Perspectives / Pronostic
Quelles sont les perspectives pour l’iniencéphalie ?
L’iniencéphalie est une maladie génétique complexe et, dans la plupart des cas, les perspectives sont mauvaises. Les grossesses se terminent le plus souvent par une fausse couche ou une mortinatalité. Si un bébé naît vivant, il mourra probablement quelques heures après sa naissance.
En 2019, seuls huit bébés connus atteints d’iniencéphalie ont survécu à long terme. Quatre de ces patients ont nécessité un traitement chirurgical et ont obtenu des résultats positifs.
Prévention
L’acide folique peut-il prévenir l’iniencéphalie ?
La principale chose que vous pouvez faire pour prévenir les anomalies du tube neural, y compris l’iniencéphalie, est de prendre de l’acide folique avant et pendant la grossesse. L’acide folique est une vitamine B que votre corps utilise pour fabriquer de nouvelles cellules.
Les chercheurs ont découvert que 400 microgrammes d’acide folique par jour peuvent réduire de 70 % les anomalies du tube neural. Les femmes en âge de procréer devraient prendre cette quantité d’acide folique quotidiennement car :
- De nombreuses grossesses sont inattendues.
- Les anomalies du tube neural surviennent avant même que la plupart des gens sachent qu’ils sont enceintes.
Si vous êtes en âge de procréer, parlez de l’acide folique à votre médecin. Si vous prévoyez une grossesse, demandez à votre prestataire de vous prescrire une vitamine prénatale spécialement formulée contenant de l’acide folique.
Les personnes qui ont eu un enfant atteint d’une anomalie du tube neural et qui envisagent une autre grossesse ont besoin de plus d’acide folique.
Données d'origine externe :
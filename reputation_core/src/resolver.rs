//! NPC reaction resolution.
//!
//! Combines alignment compatibility, faction standing, and personal standing
//! into the seven-step [`Reaction`] scale NPC dialogue and services key off.

use serde::{Deserialize, Serialize};

use faction_rules::{Alignment, FactionGraph, FactionId, Reaction};

use crate::ledger::{NpcId, ReputationLedger};

/// Faction standing contributes one reaction step per this many points.
pub const FACTION_SCORE_STEP: i32 = 10;
/// Personal standing contributes one reaction step per this many points.
pub const INDIVIDUAL_SCORE_STEP: i32 = 20;

/// The static facts about an NPC that reaction resolution needs.
///
/// Content-defined; the engine never mutates a profile.
#[derive(Debug, Clone, PartialEq, Eq, Serialize, Deserialize)]
pub struct NpcProfile {
    pub npc_id: NpcId,
    /// The faction whose politics color this NPC's view, if any.
    #[serde(default)]
    pub faction: Option<FactionId>,
    /// Innate disposition, in reaction steps (grumpy -1, cheerful +1).
    #[serde(default)]
    pub base_reaction: i32,
}

impl NpcProfile {
    pub fn new(npc_id: impl Into<NpcId>) -> Self {
        Self {
            npc_id: npc_id.into(),
            faction: None,
            base_reaction: 0,
        }
    }

    pub fn with_faction(mut self, faction: impl Into<FactionId>) -> Self {
        self.faction = Some(faction.into());
        self
    }

    pub fn with_base_reaction(mut self, base_reaction: i32) -> Self {
        self.base_reaction = base_reaction;
        self
    }
}

/// Resolve how an NPC reacts to a character right now.
///
/// The total is the NPC's innate disposition, plus the alignment
/// compatibility of the NPC's faction, plus one step per 10 points of
/// faction standing and one per 20 points of personal standing, clamped to
/// the reaction scale. Unaffiliated NPCs only bring their disposition and
/// personal standing. Division floors, so negative standings count against
/// the character at the same rate positive ones count for it.
pub fn reaction_to(
    graph: &FactionGraph,
    alignment: Alignment,
    ledger: &ReputationLedger,
    npc: &NpcProfile,
) -> Reaction {
    let mut total = npc.base_reaction;

    if let Some(faction) = &npc.faction {
        total += graph.base_alignment_reaction(faction.as_str(), alignment);
        total += ledger.get(faction.as_str()).div_euclid(FACTION_SCORE_STEP);
    }

    total += ledger
        .get_individual(npc.npc_id.as_str())
        .div_euclid(INDIVIDUAL_SCORE_STEP);

    Reaction::from_total(total)
}
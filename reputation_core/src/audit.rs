//! Audit history for reputation changes.
//!
//! Records exist for diagnostics and save-file fidelity only; engine logic
//! never reads them back.

use serde::{Deserialize, Serialize};
use std::collections::VecDeque;

use faction_rules::FactionId;

use crate::ledger::NpcId;

/// How many trailing records the audit window retains.
pub const AUDIT_WINDOW: usize = 50;

/// The entity a reputation change applied to.
#[derive(Debug, Clone, PartialEq, Eq, Serialize, Deserialize)]
#[serde(rename_all = "snake_case")]
pub enum AuditSubject {
    Faction(FactionId),
    Npc(NpcId),
}

/// One applied reputation change.
#[derive(Debug, Clone, PartialEq, Serialize, Deserialize)]
pub struct AuditRecord {
    /// Monotonic per-ledger ordering.
    pub seq: u64,
    pub subject: AuditSubject,
    /// The requested change after multipliers, before clamping.
    pub change: i32,
    pub old_value: i32,
    pub new_value: i32,
    pub reason: String,
}

/// Bounded trailing window of reputation changes.
#[derive(Debug, Clone, Default, Serialize, Deserialize)]
pub struct AuditLog {
    records: VecDeque<AuditRecord>,
    next_seq: u64,
}

impl AuditLog {
    pub fn new() -> Self {
        Self::default()
    }

    /// Append a record, dropping the oldest once the window is full.
    pub fn record(
        &mut self,
        subject: AuditSubject,
        change: i32,
        old_value: i32,
        new_value: i32,
        reason: impl Into<String>,
    ) {
        let seq = self.next_seq;
        self.next_seq += 1;
        if self.records.len() == AUDIT_WINDOW {
            self.records.pop_front();
        }
        self.records.push_back(AuditRecord {
            seq,
            subject,
            change,
            old_value,
            new_value,
            reason: reason.into(),
        });
    }

    pub fn records(&self) -> impl Iterator<Item = &AuditRecord> {
        self.records.iter()
    }

    pub fn latest(&self) -> Option<&AuditRecord> {
        self.records.back()
    }

    pub fn len(&self) -> usize {
        self.records.len()
    }

    pub fn is_empty(&self) -> bool {
        self.records.is_empty()
    }

    /// The window in order, oldest first, for persistence.
    pub fn to_vec(&self) -> Vec<AuditRecord> {
        self.records.iter().cloned().collect()
    }

    /// Rebuild the log from persisted records, keeping only the trailing
    /// window and resuming the sequence after the newest record.
    pub(crate) fn restore(mut records: Vec<AuditRecord>) -> Self {
        if records.len() > AUDIT_WINDOW {
            records.drain(..records.len() - AUDIT_WINDOW);
        }
        let next_seq = records.last().map(|record| record.seq + 1).unwrap_or(0);
        Self {
            records: records.into(),
            next_seq,
        }
    }
}

#[cfg(test)]
mod tests {
    use super::*;

    fn faction_subject(id: &str) -> AuditSubject {
        AuditSubject::Faction(FactionId::from(id))
    }

    #[test]
    fn test_records_are_ordered() {
        let mut log = AuditLog::new();
        log.record(faction_subject("town_guards"), 10, 0, 10, "helped the watch");
        log.record(faction_subject("priests"), 5, 0, 5, "alms");

        let seqs: Vec<u64> = log.records().map(|record| record.seq).collect();
        assert_eq!(seqs, vec![0, 1]);
        assert_eq!(log.latest().unwrap().reason, "alms");
    }

    #[test]
    fn test_window_drops_oldest() {
        let mut log = AuditLog::new();
        for i in 0..(AUDIT_WINDOW as i32 + 10) {
            log.record(faction_subject("town_guards"), 1, i, i + 1, "patrol");
        }

        assert_eq!(log.len(), AUDIT_WINDOW);
        assert_eq!(log.records().next().unwrap().seq, 10);
        assert_eq!(log.latest().unwrap().seq, AUDIT_WINDOW as u64 + 9);
    }

    #[test]
    fn test_restore_resumes_sequence() {
        let mut log = AuditLog::new();
        log.record(faction_subject("priests"), 5, 0, 5, "alms");
        log.record(faction_subject("priests"), 5, 5, 10, "more alms");

        let mut restored = AuditLog::restore(log.to_vec());
        restored.record(faction_subject("priests"), 5, 10, 15, "yet more alms");
        assert_eq!(restored.latest().unwrap().seq, 2);
    }

    #[test]
    fn test_restore_truncates_to_window() {
        let mut records = Vec::new();
        for i in 0..(AUDIT_WINDOW as u64 + 5) {
            records.push(AuditRecord {
                seq: i,
                subject: faction_subject("merchants"),
                change: 1,
                old_value: 0,
                new_value: 1,
                reason: String::new(),
            });
        }

        let restored = AuditLog::restore(records);
        assert_eq!(restored.len(), AUDIT_WINDOW);
        assert_eq!(restored.records().next().unwrap().seq, 5);
    }
}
Les Centers for Disease Control and Prevention (CDC) des États-Unis recommandent 400 microgrammes d’acide folique un mois avant de tomber enceinte pendant les trois premiers mois de la grossesse. Prendre des niveaux élevés d’acide folique peut être nocif. Consultez votre fournisseur avant d’augmenter votre acide folique.
Que puis-je faire d’autre pour réduire le risque d’iniencéphalie ?
Vous pouvez également réduire le risque d’iniencéphalie en :
- Éviter certains médicaments liés à des anomalies du tube neural.
- Éliminer la consommation d’alcool.
- Maintenir un poids sain pour vous.
- Gérer le diabète.
- Arrêter de fumer.
Vivre avec
Comment planifier une grossesse en santé ?
Pendant vos années de procréation, vous devez prendre 400 microgrammes d’acide folique chaque jour, même si vous n’essayez pas de tomber enceinte. Près de la moitié des grossesses ne sont pas planifiées. L’acide folique peut prévenir les anomalies du tube neural, notamment l’iniencéphalie, qui surviennent avant que la plupart des gens sachent qu’elles sont enceintes.
Les personnes qui planifient une grossesse devraient prendre rendez-vous avec leur professionnel de la santé pour des conseils préconceptionnels. Lors de cette visite, votre prestataire examinera tous vos facteurs de risque et recommandera des mesures que vous pouvez prendre pour une grossesse en bonne santé.
Un message de Gesundmd
Les anomalies du tube neural, y compris l’iniencéphalie, ne sont pas toujours évitables. La meilleure chose que vous puissiez faire est d’adopter un mode de vie sain et de vous assurer de consommer suffisamment d’acide folique. Les femmes en âge de procréer devraient prendre au moins 400 microgrammes d’acide folique par jour. Si vous envisagez de devenir enceinte ou si vous avez eu un enfant présentant une anomalie du tube neural, parlez-en à votre prestataire. Ensemble, vous pouvez vous assurer de consommer suffisamment d’acide folique et de rester en bonne santé.